佐伯心音は、控室のソファに深く沈みながら、

頭を抱えるようにしてうなだれていた。


モニター越しに見た、

兄と義姉の“あまりに濃厚なキス”。


それは演技とは思えないほど、甘くて、熱くて――リアルだった。


隣にいた光が静かに苦笑する。


「まあ、瞬も大人になったってことだよ」


「違うっ、そういう問題じゃない!

あんなの、ただの“公然イチャつき”でしょ⁉」


「お前……それ、完全に“嫉妬”入ってるよな?」


「ちが……う、けど……」


心音は唇を噛み、思わず立ち上がる。



■Scene:撮影終わりの控室にて


瞬が着替えを終え、控室のドアを開けたとき――

そこには腕を組んで立つ妹の姿。


「お疲れ様、兄貴。
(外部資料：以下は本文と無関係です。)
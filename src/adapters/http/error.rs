//! HTTP mapping for domain auth errors.

use axum::{
    http::StatusCode,
    response::{IntoResponse, Response},
    Json,
};

use crate::domain::foundation::AuthError;

/// Wrapper that renders an [`AuthError`] as a JSON error response.
///
/// Status mapping:
/// - validation failures and explicit rejections are the caller's fault: 400
/// - missing/dead sessions: 401
/// - indeterminate outcomes and authority outages: 503, so clients can
///   retry instead of treating the session as dead
#[derive(Debug)]
pub struct ApiError(pub AuthError);

impl From<AuthError> for ApiError {
    fn from(err: AuthError) -> Self {
        Self(err)
    }
}

impl IntoResponse for ApiError {
    fn into_response(self) -> Response {
        let status = match &self.0 {
            AuthError::Validation(_) | AuthError::InvalidCredentials | AuthError::Rejected(_) => {
                StatusCode::BAD_REQUEST
            }
            AuthError::Unauthenticated | AuthError::RefreshRejected => StatusCode::UNAUTHORIZED,
            AuthError::RefreshIndeterminate(_) | AuthError::AuthorityUnavailable(_) => {
                StatusCode::SERVICE_UNAVAILABLE
            }
        };

        // Display impls are already scrubbed of authority detail.
        let body = Json(serde_json::json!({
            "ok": false,
            "message": self.0.to_string(),
        }));

        (status, body).into_response()
    }
}
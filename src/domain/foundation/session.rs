//! Session credential types.
//!
//! A browser session is the pairing of a short-lived access token and a
//! long-lived refresh token. Tokens are opaque strings minted by the
//! credential authority; this backend never inspects or persists them, it
//! only moves them between the authority and the cookie store.

use serde::{Deserialize, Serialize};

use super::Identity;

/// An access/refresh pair plus the access token's lifetime in seconds.
///
/// This is the unit of rotation: exchanging the refresh token yields a
/// complete new pair and invalidates the old refresh token. The two values
/// must always be written to the cookie store together or not at all.
#[derive(Debug, Clone, PartialEq, Eq, Serialize, Deserialize)]
pub struct TokenPair {
    /// Opaque short-lived access token.
    pub access_token: String,

    /// Opaque long-lived, single-use refresh token.
    pub refresh_token: String,

    /// Access token lifetime in seconds, as reported by the authority.
    pub expires_in: u64,
}

impl TokenPair {
    pub fn new(
        access_token: impl Into<String>,
        refresh_token: impl Into<String>,
        expires_in: u64,
    ) -> Self {
        Self {
            access_token: access_token.into(),
            refresh_token: refresh_token.into(),
            expires_in,
        }
    }
}

/// Result of a successful login: who the user is plus their new session.
#[derive(Debug, Clone, PartialEq, Eq)]
pub struct IssuedSession {
    pub identity: Identity,
    pub tokens: TokenPair,
}

/// Result of a successful signup.
///
/// `tokens: None` is a valid non-error outcome: the account was created
/// but the authority requires email confirmation before issuing a session.
#[derive(Debug, Clone, PartialEq, Eq)]
pub struct SignupOutcome {
    pub identity: Identity,
    pub tokens: Option<TokenPair>,
}

impl SignupOutcome {
    /// True when the authority deferred session issuance pending email
    /// confirmation.
    pub fn requires_confirmation(&self) -> bool {
        self.tokens.is_none()
    }
}
//! Adapters - implementations of ports for external systems.

pub mod auth;
pub mod http;
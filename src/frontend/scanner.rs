use tracing::debug;

use crate::{
    diagnostics::{Diagnostic, DiagnosticList},
    frontend::{
        SourceFile,
        token::{DOUBLE_TOKENS, Pos, SINGLE_TOKENS, Token, TokenKind, lookup_word},
    },
};

/// Position preserving tokenizer for Koi source text. Only ASCII is
/// significant; whitespace is discarded but newlines produce tokens since
/// they terminate statements.
#[derive(Debug)]
pub struct Scanner<'src> {
    file: &'src SourceFile,

    /// Byte offset of the cursor
    pos: usize,
    row: usize,
    col: usize,
    /// Byte offset of the first character on the current line
    line_begin: usize,

    /// Byte offset of the first character of the token being scanned
    base: usize,
    /// Column of the first character of the token being scanned
    start_col: usize,

    diagnostics: DiagnosticList,
}

impl<'src> Scanner<'src> {
    pub fn new(file: &'src SourceFile) -> Self {
        Self {
            file,
            pos: 0,
            row: 0,
            col: 0,
            line_begin: 0,
            base: 0,
            start_col: 0,
            diagnostics: DiagnosticList::new(),
        }
    }

    /// Consumes and returns the next token. At end of input an EOF sentinel
    /// is returned on every call.
    pub fn scan(&mut self) -> Token {
        loop {
            self.skip_whitespace();

            if self.eof() {
                return Token::eof(self.position());
            }

            // A line comment consumes its body and the newline that ends it,
            // producing no tokens.
            if self.cur() == b'/' && self.peek() == Some(b'/') {
                self.skip_line_comment();
                continue;
            }

            break;
        }

        self.base = self.pos;
        self.start_col = self.col;

        match self.cur() {
            b'\n' => self.scan_newline(),
            c if c.is_ascii_alphabetic() || c == b'_' => self.scan_word(),
            c if c.is_ascii_digit() => self.scan_number(),
            b'"' => self.scan_string(),
            b'\'' => self.scan_byte_literal(),
            _ => self.scan_symbol(),
        }
    }

    /// Runs the scanner to completion, returning every token including the
    /// terminating EOF sentinel.
    pub fn scan_all(&mut self) -> Vec<Token> {
        let mut tokens = Vec::new();

        loop {
            let token = self.scan();
            let eof = token.eof;
            tokens.push(token);

            if eof {
                break;
            }
        }

        debug!(
            tokens = tokens.len(),
            errors = self.num_errors(),
            "scanned {}",
            self.file.origin
        );

        tokens
    }

    pub fn num_errors(&self) -> usize {
        self.diagnostics.len()
    }

    pub fn diagnostics(&self) -> &DiagnosticList {
        &self.diagnostics
    }

    pub fn into_diagnostics(self) -> DiagnosticList {
        self.diagnostics
    }

    fn scan_newline(&mut self) -> Token {
        self.advance();
        let token = self.make_token(TokenKind::Newline);

        self.row += 1;
        self.col = 0;
        self.line_begin = self.pos;

        token
    }

    fn scan_word(&mut self) -> Token {
        while !self.eof() && (self.cur().is_ascii_alphanumeric() || self.cur() == b'_') {
            self.advance();
        }

        self.make_token(lookup_word(&self.lexeme()))
    }

    fn scan_number(&mut self) -> Token {
        while !self.eof() && (self.cur().is_ascii_digit() || self.cur() == b'.') {
            self.advance();
        }

        let dots = self.file.contents[self.base..self.pos]
            .iter()
            .filter(|&&c| c == b'.')
            .count();

        match dots {
            0 => self.make_token(TokenKind::IntegerLiteral),
            1 => self.make_token(TokenKind::FloatLiteral),
            _ => self.make_invalid_token(
                TokenKind::FloatLiteral,
                "number literal can have at most one decimal point",
            ),
        }
    }

    fn scan_string(&mut self) -> Token {
        self.advance(); // Opening quote

        while !self.eof() && self.cur() != b'"' && self.cur() != b'\n' {
            self.advance();
        }

        if self.eof() || self.cur() == b'\n' {
            return self.make_invalid_token(TokenKind::StringLiteral, "expected end quote");
        }

        self.advance(); // Closing quote
        self.make_token(TokenKind::StringLiteral)
    }

    fn scan_byte_literal(&mut self) -> Token {
        self.advance(); // Opening quote

        while !self.eof() && self.cur() != b'\'' && self.cur() != b'\n' {
            self.advance();
        }

        if self.eof() || self.cur() == b'\n' {
            return self.make_invalid_token(TokenKind::ByteLiteral, "expected end quote");
        }

        self.advance(); // Closing quote

        // Quotes included, a valid byte literal is exactly 3 bytes long
        if self.pos - self.base != 3 {
            return self.make_invalid_token(
                TokenKind::ByteLiteral,
                "byte literal must be exactly one character",
            );
        }

        self.make_token(TokenKind::ByteLiteral)
    }

    /// Longest match first: try the two char symbol table, then the single
    /// char table, then give up and produce an illegal token.
    fn scan_symbol(&mut self) -> Token {
        if let Some(next) = self.peek() {
            if let Some(kind) = DOUBLE_TOKENS.get(&[self.cur(), next]) {
                self.advance();
                self.advance();
                return self.make_token(*kind);
            }
        }

        if let Some(kind) = SINGLE_TOKENS.get(&self.cur()) {
            self.advance();
            return self.make_token(*kind);
        }

        self.advance();
        self.make_invalid_token(TokenKind::Illegal, "illegal token")
    }

    fn skip_whitespace(&mut self) {
        while !self.eof() && matches!(self.cur(), b' ' | b'\t' | b'\r') {
            self.advance();
        }
    }

    fn skip_line_comment(&mut self) {
        while !self.eof() && self.cur() != b'\n' {
            self.advance();
        }

        if !self.eof() {
            self.advance(); // The newline itself
            self.row += 1;
            self.col = 0;
            self.line_begin = self.pos;
        }
    }

    fn make_token(&self, kind: TokenKind) -> Token {
        Token::new(kind, self.lexeme(), self.token_pos())
    }

    fn make_invalid_token(&mut self, kind: TokenKind, message: &str) -> Token {
        let token = Token::invalid(kind, self.lexeme(), self.token_pos());
        self.diagnostics.add(Diagnostic::at(
            self.file,
            &token.pos,
            token.lexeme.len(),
            message,
        ));

        token
    }

    fn lexeme(&self) -> String {
        String::from_utf8_lossy(&self.file.contents[self.base..self.pos]).into_owned()
    }

    /// Position of the first character of the token being scanned.
    fn token_pos(&self) -> Pos {
        Pos {
            col: self.start_col,
            row: self.row,
            offset: self.base,
            line_begin: self.line_begin,
        }
    }

    /// Position of the cursor.
    fn position(&self) -> Pos {
        Pos {
            col: self.col,
            row: self.row,
            offset: self.pos,
            line_begin: self.line_begin,
        }
    }

    fn advance(&mut self) {
        self.pos += 1;
        self.col += 1;
    }

    fn cur(&self) -> u8 {
        self.file.contents[self.pos]
    }

    fn peek(&self) -> Option<u8> {
        self.file.contents.get(self.pos + 1).copied()
    }

    fn eof(&self) -> bool {
        self.pos >= self.file.len()
    }
}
……で、ちょっといい?」


「え……う、うん……」


心音は無言で兄の胸倉を掴むと、耳元でぼそっと言った。


「義姉様の“あの唇”に、テレビの前で何してんのよ、この変態兄貴」


「っ……ち、ちがっ……演出、演出だから……」


「演出であんなに深くキスする人、他にいないわよ。

こっちが恥ずかしくなったんだから、責任取りなさいよ……っ」


「どう責任取ればいいの……」


「私の前で、二度とあんなキスすんな!」


怒っているのか、照れているのか――

兄としては、判断がつかない。



■Scene:光との会話


その日の夜、瞬は兄・光と2人だけでバーに寄った。


「……正直、驚いたよ。あんなに堂々と、キスするとはな」


「だって……相手が、ほのかだし。

あそこだけは、ちゃんと“伝えたくて”」


「“演技”じゃなくて、“気持ち”を、ってか?」


「うん。俺、まだ新人だけど――

このドラマで、女優・綾瀬ほのかの隣に立ちたいって、本気で思ってる」


「……あいつも、お前のこと本気で見てる。

なら、いい芝居見せてやれよ。

“夫婦”ってバレなきゃ、どんなキスだって“演技”さ」


瞬は少し照れくさそうに笑った。



■Scene:夜、ほのかとの帰宅後


家に戻ったほのかが、疲れた様子で瞬にもたれかかる。


「……心音ちゃん、怒ってた?」


「うん。かなり」


「そっか……でも、いいキスだったよ。

スクリーンじゃなくて、心にも残る感じだった」


「じゃあ……家では、もっと甘いやつ、しよっか」


リビングの灯りが落ちる頃――

ふたりの唇は再び重なり、

誰にも見せない、“愛する者”としての熱を交わす。


今夜だけは――カットもカメラもいらない、リアルな恋だった。